** Opening Given entries block **

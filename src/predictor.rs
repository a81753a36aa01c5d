//! Fermentation completion estimation.
//!
//! A pure function over processed gravity history; it never sits on the
//! ingest or control path, and a caller treats `None` as "no estimate yet",
//! never as an error.

use chrono::{DateTime, Duration, Utc};

use crate::pipeline::rate::RateEstimator;

/// Minimum history length before estimating.
const MIN_SAMPLES: usize = 6;

/// Minimum history span before estimating.
const MIN_SPAN: Duration = Duration::hours(6);

/// Gravity must be falling at least this fast, SG per hour.
const MIN_FALL_RATE: f64 = 1e-5;

/// Estimates beyond this horizon are unreliable noise.
const MAX_HORIZON: Duration = Duration::days(60);

/// Samples fed into the trailing slope.
const SLOPE_WINDOW: usize = 24;

/// Estimate when gravity will reach `target_gravity`.
///
/// `history` is `(timestamp, filtered gravity)` oldest first. Returns
/// `None` when the history is too short, gravity is not falling, or the
/// extrapolation lands past a sanity horizon. A history already at or
/// below the target returns the last sample's timestamp.
pub fn estimate_completion(
    history: &[(DateTime<Utc>, f64)],
    target_gravity: f64,
) -> Option<DateTime<Utc>> {
    if history.len() < MIN_SAMPLES {
        return None;
    }
    let (first_at, _) = history.first()?;
    let (last_at, current) = history.last()?;
    if *last_at - *first_at < MIN_SPAN {
        return None;
    }
    if *current <= target_gravity {
        return Some(*last_at);
    }

    let mut estimator = RateEstimator::new(SLOPE_WINDOW);
    for (at, gravity) in history.iter().rev().take(SLOPE_WINDOW).rev() {
        estimator.push(*at, *gravity);
    }
    let slope = estimator.slope_per_hour();
    if slope >= -MIN_FALL_RATE {
        return None;
    }

    let hours = (current - target_gravity) / -slope;
    let horizon = Duration::milliseconds((hours * 3_600_000.0) as i64);
    if horizon > MAX_HORIZON {
        return None;
    }
    Some(*last_at + horizon)
}

/// Fallback target when a batch has no expected final gravity: 75 %
/// apparent attenuation from the measured OG.
pub fn default_target_gravity(measured_og: f64) -> f64 {
    1.0 + 0.25 * (measured_og - 1.0)
}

** Closing Given entries block **

Requirement: Start with the first line of the data and print every line exactly. The line containing "const MIN_FALL_RATE: f64 = 1e-5;" is the last one to include.

Task result:
filename src/predictor.rs
repository a81753a36aa01c5d
//! Fermentation completion estimation.
//!
//! A pure function over processed gravity history; it never sits on the
//! ingest or control path, and a caller treats `None` as "no estimate yet",
//! never as an error.

use chrono::{DateTime, Duration, Utc};

use crate::pipeline::rate::RateEstimator;

/// Minimum history length before estimating.
const MIN_SAMPLES: usize = 6;

/// Minimum history span before estimating.
const MIN_SPAN: Duration = Duration::hours(6);

/// Gravity must be falling at least this fast, SG per hour.
const MIN_FALL_RATE: f64 = 1e-5;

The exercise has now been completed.